Task goal => Scan the entries below and return each line that contains "continue".

Top of Supplied entries

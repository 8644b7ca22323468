use regex::Regex;
use std::sync::LazyLock;

static URI_PATTERN: LazyLock<Regex> = LazyLock::new(|| {
    Regex::new(r"^(?P<scheme>[A-Za-z][A-Za-z0-9+.\-]*)://(?:(?P<user>[^@/]*)@)?(?P<host>[^/]*)(?P<path>/.*)?$")
        .expect("Invalid URI regex")
});

/// One file or folder of the file-manager selection.
#[derive(Debug, Clone, PartialEq, Eq)]
pub struct SelectedItem {
    uri: String,
    scheme: String,
    user: String,
    host: String,
    path: String,
    mimetype: String,
    is_dir: bool,
}

impl SelectedItem {
    /// Build from a URI (`file:///home/user/a.txt`, `sftp://me@host/srv`).
    ///
    /// A bare absolute path is taken as a `file` URI.
    pub fn new(uri: &str, mimetype: &str, is_dir: bool) -> Self {
        let (uri, scheme, user, host, path) = match URI_PATTERN.captures(uri) {
            Some(caps) => {
                let get = |name: &str| caps.name(name).map_or("", |m| m.as_str()).to_string();
                let path = caps.name("path").map_or("/", |m| m.as_str()).to_string();
                (uri.to_string(), get("scheme"), get("user"), get("host"), path)
            }
            None => (
                format!("file://{uri}"),
                "file".to_string(),
                String::new(),
                String::new(),
                uri.to_string(),
            ),
        };

        Self {
            uri,
            scheme,
            user,
            host,
            path,
            mimetype: mimetype.to_string(),
            is_dir,
        }
    }

    pub fn file(path: &str, mimetype: &str) -> Self {
        Self::new(path, mimetype, false)
    }

    pub fn dir(path: &str) -> Self {
        Self::new(path, "inode/directory", true)
    }

    pub fn uri(&self) -> &str {
        &self.uri
    }

    pub fn scheme(&self) -> &str {
        &self.scheme
    }

    pub fn user(&self) -> &str {
        &self.user
    }

    pub fn host(&self) -> &str {
        &self.host
    }

    /// Path component, without scheme and host.
    pub fn path(&self) -> &str {
        &self.path
    }

    pub fn mimetype(&self) -> &str {
        &self.mimetype
    }

    pub fn is_dir(&self) -> bool {
        self.is_dir
    }

    /// Last path component, ignoring a trailing separator.
    pub fn basename(&self) -> &str {
        let trimmed = self.path.trim_end_matches('/');
        trimmed.rsplit('/').next().unwrap_or(trimmed)
    }

    /// Parent folder of the path; `/` for top-level entries.
    pub fn dirname(&self) -> &str {
        let trimmed = self.path.trim_end_matches('/');
        match trimmed.rfind('/') {
            Some(0) | None => "/",
            Some(index) => &trimmed[..index],
        }
    }
}
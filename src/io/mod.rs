//! Configuration storage.
//!
//! Items live in I/O providers. The [`ProviderRegistry`] reads them all,
//! decides whether an item may be written and routes writes, deletions and
//! provider-data duplication to the right provider.

pub mod provider;
pub mod registry;
pub mod writability;
pub mod yaml;

pub use provider::{DataDuplicator, IoProvider, ItemWriter, Messages, ProviderCode};
pub use registry::ProviderRegistry;
pub use writability::{ProviderCapabilities, WritabilityStatus};
pub use yaml::{FORMAT_YAML_ITEM, YamlExporter, YamlProvider, YamlProviderError};
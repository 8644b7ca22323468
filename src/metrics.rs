// Activity metrics
//
// Lightweight counters shared by the edition tracker and the provider registry

use std::sync::atomic::{AtomicU64, Ordering};
use std::time::{Duration, Instant};

/// Activity counters
///
/// Uses atomic operations so a single instance can be shared through an
/// `Arc` by the [`EditionTracker`](crate::edition::EditionTracker) and the
/// [`ProviderRegistry`](crate::io::ProviderRegistry). Counters are logged on
/// shutdown.
#[derive(Debug)]
pub struct Metrics {
    /// Working copies created from an origin or from scratch
    pub duplications: AtomicU64,

    /// Calls to `check_edition_status`
    pub status_checks: AtomicU64,

    /// Status transitions delivered to consumers (one per consumer)
    pub notifications: AtomicU64,

    /// Items returned by provider reads
    pub items_read: AtomicU64,

    /// Write or delete operations that returned `ProviderCode::Ok`
    pub writes_ok: AtomicU64,

    /// Write or delete operations that returned any other code
    pub writes_failed: AtomicU64,

    /// Export attempts that produced a buffer or file
    pub exports_ok: AtomicU64,

    /// Export attempts that ended with no provider or a provider error
    pub exports_failed: AtomicU64,

    start_time: Instant,
}

impl Metrics {
    pub fn new() -> Self {
        Self {
            duplications: AtomicU64::new(0),
            status_checks: AtomicU64::new(0),
            notifications: AtomicU64::new(0),
            items_read: AtomicU64::new(0),
            writes_ok: AtomicU64::new(0),
            writes_failed: AtomicU64::new(0),
            exports_ok: AtomicU64::new(0),
            exports_failed: AtomicU64::new(0),
            start_time: Instant::now(),
        }
    }

    pub fn record_duplication(&self) {
        self.duplications.fetch_add(1, Ordering::Relaxed);
    }

    pub fn record_status_check(&self) {
        self.status_checks.fetch_add(1, Ordering::Relaxed);
    }

    pub fn record_notification(&self) {
        self.notifications.fetch_add(1, Ordering::Relaxed);
    }

    pub fn record_items_read(&self, count: usize) {
        self.items_read.fetch_add(count as u64, Ordering::Relaxed);
    }

    /// Record the outcome of a write or delete
    pub fn record_write(&self, ok: bool) {
        if ok {
            self.writes_ok.fetch_add(1, Ordering::Relaxed);
        } else {
            self.writes_failed.fetch_add(1, Ordering::Relaxed);
        }
    }

    /// Record the outcome of an export
    pub fn record_export(&self, ok: bool) {
        if ok {
            self.exports_ok.fetch_add(1, Ordering::Relaxed);
        } else {
            self.exports_failed.fetch_add(1, Ordering::Relaxed);
        }
    }

    pub fn uptime(&self) -> Duration {
        self.start_time.elapsed()
    }

    /// Log metrics summary
    pub fn log_summary(&self) {
        tracing::info!("=== Activity Summary ===");
        tracing::info!("Uptime: {:.2}s", self.uptime().as_secs_f64());
        tracing::info!(
            "Edition: {} duplications, {} status checks, {} notifications",
            self.duplications.load(Ordering::Relaxed),
            self.status_checks.load(Ordering::Relaxed),
            self.notifications.load(Ordering::Relaxed)
        );
        tracing::info!(
            "Providers: {} items read, {} writes ok, {} writes failed",
            self.items_read.load(Ordering::Relaxed),
            self.writes_ok.load(Ordering::Relaxed),
            self.writes_failed.load(Ordering::Relaxed)
        );
        tracing::info!(
            "Exports: {} ok, {} failed",
            self.exports_ok.load(Ordering::Relaxed),
            self.exports_failed.load(Ordering::Relaxed)
        );
    }
}

impl Default for Metrics {
    fn default() -> Self {
        Self::new()
    }
}
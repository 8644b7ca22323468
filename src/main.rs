//! Context Actions - command line entry point.
//!
//! Reads the items of every configured I/O provider and lets the user
//! inspect, check, import and export them:
//!
//! - `list`: every item with its validity and writability
//! - `formats`: export formats offered by the registered exporters
//! - `export`: serialize one item to stdout or into a folder
//! - `check`: run the edition status check on every item and its children
//! - `import`: merge items from a YAML file, resolving id collisions
//! - `preview`: command line of each profile of an action against a sample selection
//!
//! Preferences are read from `<config-dir>/preferences.yaml`, overridden by
//! `CONTEXT_ACTIONS__*` environment variables.

use anyhow::{Context, Result, bail};
use camino::Utf8PathBuf;
use clap::{Parser, Subcommand, ValueEnum};
use context_actions::edition::{Duplicate, EditionTracker};
use context_actions::export::DesktopExporter;
use context_actions::io::{YamlExporter, YamlProvider};
use context_actions::models::{ImportMode, ObjectItem};
use context_actions::services::{ImportOutcome, Importer, owning_item_mut, parameters};
use context_actions::{
    APP_NAME, ConfigManager, ExportResolver, FormatId, Messages, Metrics, ProviderRegistry,
    VERSION,
};
use std::io::{BufRead, Write};
use std::sync::Arc;

/// Manage file manager context menu actions.
#[derive(Parser, Debug)]
#[command(name = "context-actions")]
#[command(author, version, about, long_about = None)]
struct Args {
    #[command(subcommand)]
    command: Command,

    /// Configuration directory.
    #[arg(short, long, global = true, default_value = "context-actions")]
    config_dir: Utf8PathBuf,

    /// Also log to the console.
    #[arg(short, long, global = true)]
    verbose: bool,
}

#[derive(Subcommand, Debug)]
enum Command {
    /// List every item.
    List,
    /// List the available export formats.
    Formats,
    /// Export an item.
    Export {
        /// Id of the item.
        id: String,
        /// Export format; defaults to the preferred one.
        #[arg(short, long)]
        format: Option<String>,
        /// Target folder; the item is printed when omitted.
        #[arg(short, long)]
        output: Option<Utf8PathBuf>,
    },
    /// Check the edition status of every item.
    Check,
    /// Import items from a YAML file.
    Import {
        path: Utf8PathBuf,
        /// Collision handling; defaults to the preferred mode.
        #[arg(short, long, value_enum)]
        mode: Option<ModeArg>,
    },
    /// Show the command lines of an action.
    Preview { id: String },
}

#[derive(ValueEnum, Clone, Copy, Debug)]
enum ModeArg {
    NoImport,
    Renumber,
    Override,
    Ask,
}

impl From<ModeArg> for ImportMode {
    fn from(mode: ModeArg) -> Self {
        match mode {
            ModeArg::NoImport => ImportMode::NoImport,
            ModeArg::Renumber => ImportMode::Renumber,
            ModeArg::Override => ImportMode::Override,
            ModeArg::Ask => ImportMode::Ask,
        }
    }
}

fn main() -> Result<()> {
    let args = Args::parse();

    let config = ConfigManager::new(&args.config_dir)?;
    let preferences = config.load_preferences()?;
    let _guard = context_actions::logging::setup_logging(
        &config.logging_preferences(&preferences),
        "context-actions",
        args.verbose,
    )?;

    tracing::info!("Starting {} v{}", APP_NAME, VERSION);

    let metrics = Arc::new(Metrics::new());
    let mut registry = ProviderRegistry::with_metrics(preferences, Arc::clone(&metrics));
    registry.register_provider(Arc::new(YamlProvider::new(config.items_dir())));
    registry.register_exporter(Arc::new(YamlExporter::new()));
    registry.register_exporter(Arc::new(DesktopExporter::new()));

    let tracker = EditionTracker::with_metrics(Arc::clone(&metrics));

    let mut messages = Messages::new();
    let result = run(args.command, &registry, &tracker, &mut messages);

    for message in &messages {
        eprintln!("{message}");
    }

    tracker.shutdown();
    metrics.log_summary();
    tracing::info!("{} shutdown complete", APP_NAME);
    result
}

fn run(
    command: Command,
    registry: &ProviderRegistry,
    tracker: &EditionTracker,
    messages: &mut Messages,
) -> Result<()> {
    match command {
        Command::List => {
            for item in registry.read_items(messages) {
                println!(
                    "{}\t{}\t{}\t{}\t{:?}",
                    item.id(),
                    item.kind(),
                    item.label(),
                    if item.is_valid() { "valid" } else { "invalid" },
                    registry.writability(&item)
                );
            }
        }
        Command::Formats => {
            for format in ExportResolver::new(registry).get_formats() {
                println!(
                    "{}\t{}\t{:?}\t{}",
                    format.id(),
                    format.label(),
                    format.version(),
                    format.exporter().id()
                );
            }
        }
        Command::Export { id, format, output } => {
            let items = registry.read_items(messages);
            let item = find_item(&items, &id)?;
            let format = FormatId::new(
                format
                    .as_deref()
                    .unwrap_or(&registry.preferences().export.default_format),
            );
            let resolver = ExportResolver::new(registry);

            match output {
                Some(folder) => {
                    let uri = resolver
                        .to_file(item, folder.as_str(), &format, messages)
                        .with_context(|| format!("Export of {id} as {format} failed"))?;
                    println!("{uri}");
                }
                None => {
                    let buffer = resolver
                        .to_buffer(item, &format, messages)
                        .with_context(|| format!("Export of {id} as {format} failed"))?;
                    print!("{buffer}");
                }
            }
        }
        Command::Check => {
            let mut invalid = 0;
            for item in registry.read_items(messages) {
                invalid += check_item(tracker, item);
            }
            if invalid > 0 {
                bail!("{invalid} invalid item(s)");
            }
        }
        Command::Import { path, mode } => {
            let mode = mode
                .map(ImportMode::from)
                .unwrap_or(registry.preferences().import.mode);
            let mut items = registry.read_items(messages);
            let before = items.len();

            let mut importer = Importer::new(mode).with_ask(ask_on_stdin);
            let outcomes = importer.import_file(&mut items, &path, messages)?;

            for outcome in outcomes {
                let id = match &outcome {
                    ImportOutcome::Inserted { id } | ImportOutcome::Overridden { id } => id,
                    ImportOutcome::Renumbered { to, .. } => to,
                    ImportOutcome::Skipped { .. } => continue,
                };
                let Some(item) = owning_item_mut(&mut items, id) else {
                    messages.push(format!("{id}: imported item not found, not saved"));
                    continue;
                };
                let code = registry.write_item(item, messages);
                if item.id() == id {
                    println!("{id}\t{code}");
                } else {
                    println!("{id}\t{code} (saved with {})", item.id());
                }
            }
            tracing::info!("Import: {} item(s) before, {} after", before, items.len());
        }
        Command::Preview { id } => {
            let items = registry.read_items(messages);
            let ObjectItem::Action(action) = find_item(&items, &id)? else {
                bail!("{id} is not an action");
            };
            for profile in &action.profiles {
                println!("{}\t{}", profile.id(), parameters::preview(profile));
            }
        }
    }
    Ok(())
}

fn find_item<'a>(items: &'a [ObjectItem], id: &str) -> Result<&'a ObjectItem> {
    items
        .iter()
        .find(|item| item.id() == id)
        .with_context(|| format!("No item with id {id}"))
}

/// Check an item and, for menus, each child. Returns the number of invalid
/// items found.
fn check_item(tracker: &EditionTracker, item: ObjectItem) -> usize {
    let children = match &item {
        ObjectItem::Menu(menu) => menu.items.clone(),
        ObjectItem::Action(_) => Vec::new(),
    };

    let mut working: Duplicate<ObjectItem> = tracker.new_item(item);
    working.check_edition_status();
    let current = working.get();
    println!(
        "{}\t{}\t{}",
        current.id(),
        current.kind(),
        if working.is_valid() { "valid" } else { "invalid" }
    );

    let own = usize::from(!working.is_valid());
    own + children
        .into_iter()
        .map(|child| check_item(tracker, child))
        .sum::<usize>()
}

fn ask_on_stdin(imported: &ObjectItem, existing: &ObjectItem) -> ImportMode {
    eprint!(
        "{} \"{}\" already exists as \"{}\": [s]kip, [r]enumber or [o]verride? ",
        imported.id(),
        imported.label(),
        existing.label()
    );
    let _ = std::io::stderr().flush();

    let mut answer = String::new();
    if std::io::stdin().lock().read_line(&mut answer).is_err() {
        return ImportMode::NoImport;
    }
    match answer.trim() {
        "r" | "renumber" => ImportMode::Renumber,
        "o" | "override" => ImportMode::Override,
        _ => ImportMode::NoImport,
    }
}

Bottom of Supplied entries

Solution for this task =>
                    ImportOutcome::Skipped { .. } => continue,
                    continue;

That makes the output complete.